Read the listing below and copy out each line where the word "commands" occurs.

▬▬▬

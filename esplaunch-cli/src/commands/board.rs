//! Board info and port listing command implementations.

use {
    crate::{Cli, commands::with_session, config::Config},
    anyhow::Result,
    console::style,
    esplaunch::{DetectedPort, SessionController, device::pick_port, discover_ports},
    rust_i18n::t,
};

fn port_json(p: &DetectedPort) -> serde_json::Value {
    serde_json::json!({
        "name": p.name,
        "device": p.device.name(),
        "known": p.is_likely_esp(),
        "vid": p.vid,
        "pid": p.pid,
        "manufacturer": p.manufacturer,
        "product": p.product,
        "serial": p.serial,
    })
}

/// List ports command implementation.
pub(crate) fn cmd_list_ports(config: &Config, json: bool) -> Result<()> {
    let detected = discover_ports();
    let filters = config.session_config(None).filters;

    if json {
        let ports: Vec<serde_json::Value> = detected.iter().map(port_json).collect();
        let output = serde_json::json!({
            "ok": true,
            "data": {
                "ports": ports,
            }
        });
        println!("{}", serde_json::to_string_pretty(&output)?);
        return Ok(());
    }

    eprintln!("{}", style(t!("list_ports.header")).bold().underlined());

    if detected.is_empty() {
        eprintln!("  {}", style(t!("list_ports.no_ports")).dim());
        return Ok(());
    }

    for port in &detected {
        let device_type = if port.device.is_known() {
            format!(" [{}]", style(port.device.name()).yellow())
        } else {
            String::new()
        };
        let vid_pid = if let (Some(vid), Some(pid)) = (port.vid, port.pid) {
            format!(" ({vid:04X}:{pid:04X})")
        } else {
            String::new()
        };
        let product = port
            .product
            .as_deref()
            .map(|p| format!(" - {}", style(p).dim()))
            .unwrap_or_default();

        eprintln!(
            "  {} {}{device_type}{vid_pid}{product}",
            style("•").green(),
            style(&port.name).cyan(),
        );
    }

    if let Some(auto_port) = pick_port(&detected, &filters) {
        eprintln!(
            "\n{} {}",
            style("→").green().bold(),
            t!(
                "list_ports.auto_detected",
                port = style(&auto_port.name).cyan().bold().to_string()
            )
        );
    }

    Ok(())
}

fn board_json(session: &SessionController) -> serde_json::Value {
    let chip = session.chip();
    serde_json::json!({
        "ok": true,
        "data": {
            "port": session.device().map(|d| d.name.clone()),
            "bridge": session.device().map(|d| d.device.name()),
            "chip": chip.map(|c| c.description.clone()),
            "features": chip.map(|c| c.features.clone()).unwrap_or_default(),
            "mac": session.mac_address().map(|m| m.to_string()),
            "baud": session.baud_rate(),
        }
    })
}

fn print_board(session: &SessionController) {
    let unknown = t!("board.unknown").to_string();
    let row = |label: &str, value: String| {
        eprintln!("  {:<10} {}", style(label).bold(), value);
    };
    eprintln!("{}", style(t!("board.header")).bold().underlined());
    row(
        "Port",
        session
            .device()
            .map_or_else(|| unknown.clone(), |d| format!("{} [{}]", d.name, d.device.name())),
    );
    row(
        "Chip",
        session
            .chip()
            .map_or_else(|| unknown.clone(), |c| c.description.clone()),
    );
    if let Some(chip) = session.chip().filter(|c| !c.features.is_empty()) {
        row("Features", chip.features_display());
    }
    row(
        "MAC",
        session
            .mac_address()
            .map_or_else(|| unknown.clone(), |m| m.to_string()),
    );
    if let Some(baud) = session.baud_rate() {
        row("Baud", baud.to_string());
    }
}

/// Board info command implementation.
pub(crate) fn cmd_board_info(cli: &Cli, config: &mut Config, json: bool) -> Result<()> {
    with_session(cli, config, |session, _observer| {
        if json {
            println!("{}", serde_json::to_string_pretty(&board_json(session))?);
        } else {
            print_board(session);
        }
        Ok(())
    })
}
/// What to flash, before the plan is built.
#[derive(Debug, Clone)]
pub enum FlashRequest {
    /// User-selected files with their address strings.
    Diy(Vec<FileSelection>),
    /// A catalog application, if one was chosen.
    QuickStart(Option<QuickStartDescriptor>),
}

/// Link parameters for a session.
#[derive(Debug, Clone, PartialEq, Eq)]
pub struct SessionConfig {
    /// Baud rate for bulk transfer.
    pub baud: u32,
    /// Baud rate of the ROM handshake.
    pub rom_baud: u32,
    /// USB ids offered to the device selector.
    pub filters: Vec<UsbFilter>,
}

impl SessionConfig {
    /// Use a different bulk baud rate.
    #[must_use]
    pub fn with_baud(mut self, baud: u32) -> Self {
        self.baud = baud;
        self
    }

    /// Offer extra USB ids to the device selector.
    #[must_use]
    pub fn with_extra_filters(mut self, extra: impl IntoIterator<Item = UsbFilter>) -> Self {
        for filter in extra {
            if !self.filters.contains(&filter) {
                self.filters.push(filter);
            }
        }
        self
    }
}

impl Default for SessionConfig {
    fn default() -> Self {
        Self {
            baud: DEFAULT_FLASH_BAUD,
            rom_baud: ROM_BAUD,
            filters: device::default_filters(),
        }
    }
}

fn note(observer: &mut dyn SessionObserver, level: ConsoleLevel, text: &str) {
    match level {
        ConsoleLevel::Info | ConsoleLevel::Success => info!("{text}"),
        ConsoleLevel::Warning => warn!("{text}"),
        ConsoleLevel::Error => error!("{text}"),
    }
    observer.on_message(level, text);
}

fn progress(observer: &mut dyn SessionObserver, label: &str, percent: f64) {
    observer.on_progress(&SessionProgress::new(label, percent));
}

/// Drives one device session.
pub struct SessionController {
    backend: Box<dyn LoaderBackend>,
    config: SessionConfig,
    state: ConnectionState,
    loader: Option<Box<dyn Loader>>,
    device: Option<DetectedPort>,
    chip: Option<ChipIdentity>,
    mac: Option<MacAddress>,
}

▬▬▬

### RESPONSE TO THIS EXERCISE
filename esplaunch-cli/src/commands/board.rs
    crate::{Cli, commands::with_session, config::Config},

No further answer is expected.